● **Aim of the exercise**:
After reading the records, print them all again exactly as they stand.

[Provided data]

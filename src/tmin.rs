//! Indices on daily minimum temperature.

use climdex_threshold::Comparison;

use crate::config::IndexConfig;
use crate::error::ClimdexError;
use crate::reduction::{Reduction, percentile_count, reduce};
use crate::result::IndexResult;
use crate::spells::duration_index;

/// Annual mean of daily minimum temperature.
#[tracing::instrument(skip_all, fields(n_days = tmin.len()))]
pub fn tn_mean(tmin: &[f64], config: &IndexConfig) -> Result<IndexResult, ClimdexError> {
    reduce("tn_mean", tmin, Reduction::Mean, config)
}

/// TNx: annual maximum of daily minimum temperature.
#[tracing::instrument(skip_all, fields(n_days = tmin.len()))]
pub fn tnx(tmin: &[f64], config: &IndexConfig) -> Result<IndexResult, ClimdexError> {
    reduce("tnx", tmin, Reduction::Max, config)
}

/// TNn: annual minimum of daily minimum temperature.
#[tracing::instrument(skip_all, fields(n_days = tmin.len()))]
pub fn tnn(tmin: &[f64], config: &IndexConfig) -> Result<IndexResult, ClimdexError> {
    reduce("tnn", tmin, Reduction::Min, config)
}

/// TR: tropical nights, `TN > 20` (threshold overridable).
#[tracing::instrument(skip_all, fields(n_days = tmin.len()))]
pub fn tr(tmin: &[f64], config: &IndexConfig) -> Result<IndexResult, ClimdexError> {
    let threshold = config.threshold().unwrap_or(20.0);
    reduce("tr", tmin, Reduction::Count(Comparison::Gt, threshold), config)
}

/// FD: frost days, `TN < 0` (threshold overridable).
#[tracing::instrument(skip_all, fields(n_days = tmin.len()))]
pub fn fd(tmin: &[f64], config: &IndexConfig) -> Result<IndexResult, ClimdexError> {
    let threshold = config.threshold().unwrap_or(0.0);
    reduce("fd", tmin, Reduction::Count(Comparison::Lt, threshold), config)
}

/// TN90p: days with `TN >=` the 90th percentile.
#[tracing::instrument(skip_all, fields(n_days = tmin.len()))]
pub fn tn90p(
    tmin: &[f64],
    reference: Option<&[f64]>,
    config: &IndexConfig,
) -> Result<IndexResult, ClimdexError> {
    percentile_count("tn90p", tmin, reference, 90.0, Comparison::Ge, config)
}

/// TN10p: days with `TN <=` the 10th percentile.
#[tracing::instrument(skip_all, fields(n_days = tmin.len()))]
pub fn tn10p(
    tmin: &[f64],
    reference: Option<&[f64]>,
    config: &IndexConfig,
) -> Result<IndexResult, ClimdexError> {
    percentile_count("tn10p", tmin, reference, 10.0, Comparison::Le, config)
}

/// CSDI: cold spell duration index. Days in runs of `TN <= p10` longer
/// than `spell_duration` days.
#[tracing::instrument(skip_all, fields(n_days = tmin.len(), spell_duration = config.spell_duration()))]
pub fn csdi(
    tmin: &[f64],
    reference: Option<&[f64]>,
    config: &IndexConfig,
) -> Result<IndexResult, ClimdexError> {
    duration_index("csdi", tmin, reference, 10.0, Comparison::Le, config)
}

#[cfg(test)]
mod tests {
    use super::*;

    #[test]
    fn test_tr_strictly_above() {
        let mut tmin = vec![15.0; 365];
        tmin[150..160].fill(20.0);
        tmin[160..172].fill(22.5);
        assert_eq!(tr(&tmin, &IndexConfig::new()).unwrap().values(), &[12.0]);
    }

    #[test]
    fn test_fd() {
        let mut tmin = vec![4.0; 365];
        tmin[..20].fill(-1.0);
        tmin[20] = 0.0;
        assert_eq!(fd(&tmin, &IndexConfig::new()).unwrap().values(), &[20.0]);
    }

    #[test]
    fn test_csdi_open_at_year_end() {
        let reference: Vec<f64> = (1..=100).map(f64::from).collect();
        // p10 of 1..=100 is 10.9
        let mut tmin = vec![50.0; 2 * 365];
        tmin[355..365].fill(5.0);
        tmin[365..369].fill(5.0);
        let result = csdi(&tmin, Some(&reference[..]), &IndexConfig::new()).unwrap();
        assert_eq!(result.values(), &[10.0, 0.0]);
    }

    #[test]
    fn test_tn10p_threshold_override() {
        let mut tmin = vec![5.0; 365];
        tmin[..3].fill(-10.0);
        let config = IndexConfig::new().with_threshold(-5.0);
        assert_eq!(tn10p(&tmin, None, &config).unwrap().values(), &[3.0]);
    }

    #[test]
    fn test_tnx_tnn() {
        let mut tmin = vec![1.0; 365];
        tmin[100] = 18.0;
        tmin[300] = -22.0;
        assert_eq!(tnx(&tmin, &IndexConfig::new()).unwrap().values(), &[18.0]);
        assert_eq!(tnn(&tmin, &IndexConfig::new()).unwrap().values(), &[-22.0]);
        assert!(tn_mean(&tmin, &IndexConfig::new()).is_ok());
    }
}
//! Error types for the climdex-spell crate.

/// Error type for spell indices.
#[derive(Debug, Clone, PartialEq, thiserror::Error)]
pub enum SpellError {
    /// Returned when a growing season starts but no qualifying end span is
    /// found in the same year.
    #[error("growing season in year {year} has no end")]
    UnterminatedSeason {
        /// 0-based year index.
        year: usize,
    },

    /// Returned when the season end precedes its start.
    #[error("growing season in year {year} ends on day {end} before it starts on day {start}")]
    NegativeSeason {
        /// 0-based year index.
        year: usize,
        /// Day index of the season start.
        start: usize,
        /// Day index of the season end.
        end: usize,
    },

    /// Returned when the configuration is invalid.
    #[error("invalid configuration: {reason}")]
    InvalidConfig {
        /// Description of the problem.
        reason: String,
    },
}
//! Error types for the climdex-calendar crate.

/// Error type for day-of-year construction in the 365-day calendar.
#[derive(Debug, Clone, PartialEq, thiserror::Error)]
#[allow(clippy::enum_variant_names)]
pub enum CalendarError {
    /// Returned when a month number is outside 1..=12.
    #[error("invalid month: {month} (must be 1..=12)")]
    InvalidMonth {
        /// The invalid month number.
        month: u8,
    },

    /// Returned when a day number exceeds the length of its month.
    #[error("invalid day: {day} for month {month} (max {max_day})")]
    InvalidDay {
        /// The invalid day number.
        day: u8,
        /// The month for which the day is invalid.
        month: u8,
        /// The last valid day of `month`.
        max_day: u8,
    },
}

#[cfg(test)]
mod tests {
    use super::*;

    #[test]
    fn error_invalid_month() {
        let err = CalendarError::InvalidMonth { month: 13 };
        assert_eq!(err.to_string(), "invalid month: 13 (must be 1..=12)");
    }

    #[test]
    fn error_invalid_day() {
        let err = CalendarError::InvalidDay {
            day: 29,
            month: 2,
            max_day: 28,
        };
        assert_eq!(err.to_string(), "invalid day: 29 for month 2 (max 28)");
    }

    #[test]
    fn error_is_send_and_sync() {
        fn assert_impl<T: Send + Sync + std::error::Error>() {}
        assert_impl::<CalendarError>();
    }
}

[/Provided data]

● **Answer to this problem**:
filename src/tmin.rs
//! Indices on daily minimum temperature.

use climdex_threshold::Comparison;

use crate::config::IndexConfig;
use crate::error::ClimdexError;
use crate::reduction::{Reduction, percentile_count, reduce};
use crate::result::IndexResult;
use crate::spells::duration_index;

/// Annual mean of daily minimum temperature.
#[tracing::instrument(skip_all, fields(n_days = tmin.len()))]
pub fn tn_mean(tmin: &[f64], config: &IndexConfig) -> Result<IndexResult, ClimdexError> {
    reduce("tn_mean", tmin, Reduction::Mean, config)
}

/// TNx: annual maximum of daily minimum temperature.
#[tracing::instrument(skip_all, fields(n_days = tmin.len()))]
pub fn tnx(tmin: &[f64], config: &IndexConfig) -> Result<IndexResult, ClimdexError> {
    reduce("tnx", tmin, Reduction::Max, config)
}

/// TNn: annual minimum of daily minimum temperature.
#[tracing::instrument(skip_all, fields(n_days = tmin.len()))]
pub fn tnn(tmin: &[f64], config: &IndexConfig) -> Result<IndexResult, ClimdexError> {
    reduce("tnn", tmin, Reduction::Min, config)
}

/// TR: tropical nights, `TN > 20` (threshold overridable).
#[tracing::instrument(skip_all, fields(n_days = tmin.len()))]
pub fn tr(tmin: &[f64], config: &IndexConfig) -> Result<IndexResult, ClimdexError> {
    let threshold = config.threshold().unwrap_or(20.0);
    reduce("tr", tmin, Reduction::Count(Comparison::Gt, threshold), config)
}

/// FD: frost days, `TN < 0` (threshold overridable).
#[tracing::instrument(skip_all, fields(n_days = tmin.len()))]
pub fn fd(tmin: &[f64], config: &IndexConfig) -> Result<IndexResult, ClimdexError> {
    let threshold = config.threshold().unwrap_or(0.0);
    reduce("fd", tmin, Reduction::Count(Comparison::Lt, threshold), config)
}

/// TN90p: days with `TN >=` the 90th percentile.
#[tracing::instrument(skip_all, fields(n_days = tmin.len()))]
pub fn tn90p(
    tmin: &[f64],
    reference: Option<&[f64]>,
    config: &IndexConfig,
) -> Result<IndexResult, ClimdexError> {
    percentile_count("tn90p", tmin, reference, 90.0, Comparison::Ge, config)
}

/// TN10p: days with `TN <=` the 10th percentile.
#[tracing::instrument(skip_all, fields(n_days = tmin.len()))]
pub fn tn10p(
    tmin: &[f64],
    reference: Option<&[f64]>,
    config: &IndexConfig,
) -> Result<IndexResult, ClimdexError> {
    percentile_count("tn10p", tmin, reference, 10.0, Comparison::Le, config)
}

/// CSDI: cold spell duration index. Days in runs of `TN <= p10` longer
/// than `spell_duration` days.
#[tracing::instrument(skip_all, fields(n_days = tmin.len(), spell_duration = config.spell_duration()))]
pub fn csdi(
    tmin: &[f64],
    reference: Option<&[f64]>,
    config: &IndexConfig,
) -> Result<IndexResult, ClimdexError> {
    duration_index("csdi", tmin, reference, 10.0, Comparison::Le, config)
}

#[cfg(test)]
mod tests {
    use super::*;

    #[test]
    fn test_tr_strictly_above() {
        let mut tmin = vec![15.0; 365];
        tmin[150..160].fill(20.0);
        tmin[160..172].fill(22.5);
        assert_eq!(tr(&tmin, &IndexConfig::new()).unwrap().values(), &[12.0]);
    }

    #[test]
    fn test_fd() {
        let mut tmin = vec![4.0; 365];
        tmin[..20].fill(-1.0);
        tmin[20] = 0.0;
        assert_eq!(fd(&tmin, &IndexConfig::new()).unwrap().values(), &[20.0]);
    }

    #[test]
    fn test_csdi_open_at_year_end() {
        let reference: Vec<f64> = (1..=100).map(f64::from).collect();
        // p10 of 1..=100 is 10.9
        let mut tmin = vec![50.0; 2 * 365];
        tmin[355..365].fill(5.0);
        tmin[365..369].fill(5.0);
        let result = csdi(&tmin, Some(&reference[..]), &IndexConfig::new()).unwrap();
        assert_eq!(result.values(), &[10.0, 0.0]);
    }

    #[test]
    fn test_tn10p_threshold_override() {
        let mut tmin = vec![5.0; 365];
        tmin[..3].fill(-10.0);
        let config = IndexConfig::new().with_threshold(-5.0);
        assert_eq!(tn10p(&tmin, None, &config).unwrap().values(), &[3.0]);
    }

    #[test]
    fn test_tnx_tnn() {
        let mut tmin = vec![1.0; 365];
        tmin[100] = 18.0;
        tmin[300] = -22.0;
        assert_eq!(tnx(&tmin, &IndexConfig::new()).unwrap().values(), &[18.0]);
        assert_eq!(tnn(&tmin, &IndexConfig::new()).unwrap().values(), &[-22.0]);
        assert!(tn_mean(&tmin, &IndexConfig::new()).is_ok());
    }
}
//! Error types for the climdex-spell crate.

/// Error type for spell indices.
#[derive(Debug, Clone, PartialEq, thiserror::Error)]
pub enum SpellError {
    /// Returned when a growing season starts but no qualifying end span is
    /// found in the same year.
    #[error("growing season in year {year} has no end")]
    UnterminatedSeason {
        /// 0-based year index.
        year: usize,
    },

    /// Returned when the season end precedes its start.
    #[error("growing season in year {year} ends on day {end} before it starts on day {start}")]
    NegativeSeason {
        /// 0-based year index.
        year: usize,
        /// Day index of the season start.
        start: usize,
        /// Day index of the season end.
        end: usize,
    },

    /// Returned when the configuration is invalid.
    #[error("invalid configuration: {reason}")]
    InvalidConfig {
        /// Description of the problem.
        reason: String,
    },
}
//! Error types for the climdex-calendar crate.

/// Error type for day-of-year construction in the 365-day calendar.
#[derive(Debug, Clone, PartialEq, thiserror::Error)]
#[allow(clippy::enum_variant_names)]
pub enum CalendarError {
    /// Returned when a month number is outside 1..=12.
    #[error("invalid month: {month} (must be 1..=12)")]
    InvalidMonth {
        /// The invalid month number.
        month: u8,
    },

    /// Returned when a day number exceeds the length of its month.
    #[error("invalid day: {day} for month {month} (max {max_day})")]
    InvalidDay {
        /// The invalid day number.
        day: u8,
        /// The month for which the day is invalid.
        month: u8,
        /// The last valid day of `month`.
        max_day: u8,
    },
}

#[cfg(test)]
mod tests {
    use super::*;

    #[test]
    fn error_invalid_month() {
        let err = CalendarError::InvalidMonth { month: 13 };
        assert_eq!(err.to_string(), "invalid month: 13 (must be 1..=12)");
    }

    #[test]
    fn error_invalid_day() {
        let err = CalendarError::InvalidDay {
            day: 29,
            month: 2,
            max_day: 28,
        };
        assert_eq!(err.to_string(), "invalid day: 29 for month 2 (max 28)");
    }

    #[test]
    fn error_is_send_and_sync() {
        fn assert_impl<T: Send + Sync + std::error::Error>() {}
        assert_impl::<CalendarError>();
    }
}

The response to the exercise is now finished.